Cecília de Almeida Salles. São Paulo: Global, 2004). Autor em plena
maturidade intelectual e com o “saber de experiência feito” (e não
“experiências” como dizem os que citam Camões de ouvido —
“experiência” sendo uma coisa, e “experiências” coisa inteiramente
diversa) — mas, como ia dizendo, Rastignac de província partindo
para a conquista do mundo, observador de arguto espírito crítico,
jornalista com olho para o insólito e também para a banalidade em
que ninguém repara, cada uma das suas crônicas propõe a idéia
platônica da crônica enquanto espécie literária.
É o mestre dos instantâneos urbanos,
em Araraquara, em São Paulo, em Berlim, em qualquer lugar onde se
estabeleça o unanimismo dos estranhos que deixam por um momento de
ser estranhos entre si: “Por muitos anos, existiu uma tarefa
impossível. Conseguir táxi depois das cinco e meia da tarde.
Iniciado o rush , pronto! Quem deu sorte, deu! E nas festas de fim
de ano?”. E, a qualquer hora nos dias de chuva ou de neve?,
acrescento por minha conta. Loyola Brandão está ligado à cidade de
São Paulo por ambivalentes sentimentos de amor e ódio: “Não é fácil
caminhar em São Paulo. Para fazê-lo, temos de manter os olhos
baixos. Não podemos nos distrair, é preciso vigiar a calçada. Claro
que corremos o risco de dar encontrões. (...) Se não olhamos para
baixo podemos cair, enfiar o pé num buraco, topar num montinho de
entulho, escorregar no lixo, pisar em bosta de cachorro. Se estiver
chovendo, tire o cavalo da chuva. Ou saia você da chuva. São poças,
pocinhas, lagoas, igarapés, nos quais vamos metendo os pés”. Soa-lhe
familiar, caro leitor, meu semelhante, meu irmão?

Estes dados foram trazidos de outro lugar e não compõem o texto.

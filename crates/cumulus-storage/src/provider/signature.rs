//! Request signing for the Cloudinary upload API.

use serde_json::Value;
use sha2::{Digest, Sha256};
use std::collections::BTreeMap;

/// Parameters that are sent but never signed.
const UNSIGNED_PARAMS: [&str; 4] = ["file", "api_key", "resource_type", "cloud_name"];

/// Render an option value as a form parameter. `null` yields `None`.
pub(crate) fn param_value(value: &Value) -> Option<String> {
    match value {
        Value::Null => None,
        Value::String(s) => Some(s.clone()),
        Value::Bool(b) => Some(b.to_string()),
        Value::Number(n) => Some(n.to_string()),
        Value::Array(items) => Some(
            items
                .iter()
                .filter_map(param_value)
                .collect::<Vec<_>>()
                .join(","),
        ),
        Value::Object(_) => Some(value.to_string()),
    }
}

/// `k=v&k2=v2` over the signable, non-empty parameters, in key order.
pub(crate) fn string_to_sign(params: &BTreeMap<String, String>) -> String {
    params
        .iter()
        .filter(|(key, value)| !value.is_empty() && !UNSIGNED_PARAMS.contains(&key.as_str()))
        .map(|(key, value)| format!("{}={}", key, value))
        .collect::<Vec<_>>()
        .join("&")
}

/// SHA-256 hex signature of the parameters with the API secret appended.
pub(crate) fn sign_params(params: &BTreeMap<String, String>, api_secret: &str) -> String {
    let mut hasher = Sha256::new();
    hasher.update(string_to_sign(params).as_bytes());
    hasher.update(api_secret.as_bytes());
    hex::encode(hasher.finalize())
}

Mais exigente que Moisés, Loyola
arrolou 28 proibições no seu decálogo, para tornar mais tolerável a
vida urbana. É a litania característica de todas as nossas cidades.

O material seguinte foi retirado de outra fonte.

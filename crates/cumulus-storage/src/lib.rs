//! Cumulus Storage Library
//!
//! This crate provides the storage abstraction used by the attachment layer
//! and its implementations: a Cloudinary backend and a local filesystem backend.
//!
//! # Identifiers
//!
//! Identifiers are logical ids such as `avatars/foo.jpg`. Backends join them
//! onto their configured prefix. The Cloudinary backend derives the public id
//! from that path by dropping the extension (except for `raw` resources) and
//! reports the id the provider actually stored after each upload.
//!
//! Ids must not contain `..` or a leading `/` for the local backend. Key
//! generation is centralized in the `keys` module.

pub mod cloudinary;
pub mod factory;
pub mod fetch;
pub mod file;
pub(crate) mod keys;
#[cfg(feature = "storage-local")]
pub mod local;
pub mod provider;
#[cfg(any(test, feature = "test-utils"))]
pub mod testing;
pub mod traits;
pub mod url_builder;

// Re-export commonly used types
pub use cloudinary::CloudinaryStorage;
pub use cumulus_core::StorageBackend;
pub use factory::create_storage;
pub use fetch::{FetchError, HttpFetcher};
pub use file::{Confirm, Identifier, UploadOutcome, UploadSource, UploadedFile};
#[cfg(feature = "storage-local")]
pub use local::LocalStorage;
pub use provider::{CloudinaryClient, MediaProvider, ProviderError, UploadResponse};
pub use traits::{ByteStream, Storage, StorageError, StorageResult};
pub use url_builder::UrlBuilder;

Por que não se proíbem: “carros que param sobre a faixa de
pedestres... carros que estacionam sobre as calçadas... motoristas
que não respeitam o sinal para pedestres... buracos nas ruas...
carrocinhas que despejam entulho por toda a parte, emporcalhando a
cidade... filas duplas diante das escolas... ônibus e caminhões com
escapamentos laterais (...)?”. O caderno de queixas é infinito,
sempre endereçado aos prefeitos resguardados nos seus castelos
kafkianos. A explicação é simples: falta-nos ainda civilização
suficiente para viver em cidades, enquanto, por outro lado,
prefeitos e altas autoridades não andam de ônibus e muito menos a
pé, por paradoxo nada sabem dos problemas urbanos na vida do dia a
dia.
Estamos no Brasil e em São Paulo: “Até
que, de repente, contemplamos nossa cidade de fora e admitimos: como
a suportamos? Por que não protestamos e nos conformamos em viver num
lugar esburacado, calçadas podres, ruas sujas, poluição visual? Que
sentimento masoquista é este? E por que não lutamos contra os que a
tornam feia?”. Ele não deixa de lutar e, se lhe perguntam se quer ir
embora, responde que não, sem hesitar, pelas mesmas razões
irracionais que levam os cariocas a permanecer no Rio, os
parisienses em Paris e os londrinos em Londres.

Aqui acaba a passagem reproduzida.